Published online Jul 21, 2015. doi: 10.3748/wjg.v21.i27.8227
Peer-review started: January 28, 2015
First decision: March 10, 2015
Revised: March 24, 2015
Accepted: May 4, 2015
Article in press: May 4, 2015
Published online: July 21, 2015
Throughout history, many medical milestones have been achieved to prevent and treat human diseases. Man’s early conception of illness was naturally holistic or integrative. However, scientific knowledge was atomized into quantitative and qualitative research. In the field of medicine, the main trade-off was the creation of many medical specialties that commonly treat patients in advanced stages of disease. However, now that we are immersed in the post-genomic era, how should we reevaluate medicine? Genomic medicine has evoked a medical paradigm shift based on the plausibility to predict the genetic susceptibility to disease. Additionally, the development of chronic diseases should be viewed as a continuum of interactions between the individual’s genetic make-up and environmental factors such as diet, physical activity, and emotions. Thus, personalized medicine is aimed at preventing or reversing clinical symptoms, and providing a better quality of life by integrating the genetic, environmental and cultural factors of diseases. Whether using genomic medicine in the field of gastroenterology is a new approach or a new medical specialty remains an open question. To address this issue, it will require the mutual work of educational and governmental authorities with public health professionals, with the goal of translating genomic medicine into better health policies.
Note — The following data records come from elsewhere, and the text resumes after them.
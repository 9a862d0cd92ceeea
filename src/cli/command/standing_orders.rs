//! Standing order commands

use crate::cli::table::{self, Column};
use crate::error::AppErrors as Error;
use crate::model::standing_order::StandingOrder;

pub async fn list(json: bool) -> Result<(), Error> {
    let client = super::client()?;
    let standing_orders = client.standing_orders().await?;

    render(&standing_orders, json)
}

pub async fn account(account_id: &str, json: bool) -> Result<(), Error> {
    let client = super::client()?;
    let standing_orders = client.account_standing_orders(account_id).await?;

    render(&standing_orders, json)
}

fn render(standing_orders: &[StandingOrder], json: bool) -> Result<(), Error> {
    if json {
        println!("{}", serde_json::to_string_pretty(standing_orders)?);
    } else {
        table::print(standing_orders, &columns());
    }

    Ok(())
}

fn columns() -> Vec<Column<StandingOrder>> {
    vec![
        Column::new("STANDING ORDER ID", |s: &StandingOrder| {
            table::truncate(&s.standing_order_id, 24)
        }),
        Column::new("REFERENCE", |s: &StandingOrder| {
            s.reference.clone().unwrap_or_default()
        }),
        Column::new("FREQUENCY", |s: &StandingOrder| {
            s.frequency.clone().unwrap_or_default()
        }),
        Column::new("NEXT PAYMENT", |s: &StandingOrder| {
            table::money(s.next_payment_amount.as_ref())
        }),
        Column::new("NEXT DATE", |s: &StandingOrder| {
            s.next_payment_date_time
                .as_deref()
                .map(table::date_only)
                .unwrap_or_default()
        }),
        Column::new("STATUS", |s: &StandingOrder| {
            s.status.clone().unwrap_or_default()
        }),
    ]
}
Core tip: New knowledge is growing on how genes are involved in the physiopathology of liver and gastrointestinal diseases and how environmental factors, such as diet, physical activity, and emotions modulate the onset and progression of chronic disease. In the era of genomic medicine, gastroenterologists and hepatologists should be determined to integrate genetic, environmental and cultural factors into medical practice to prevent or reverse medical symptoms.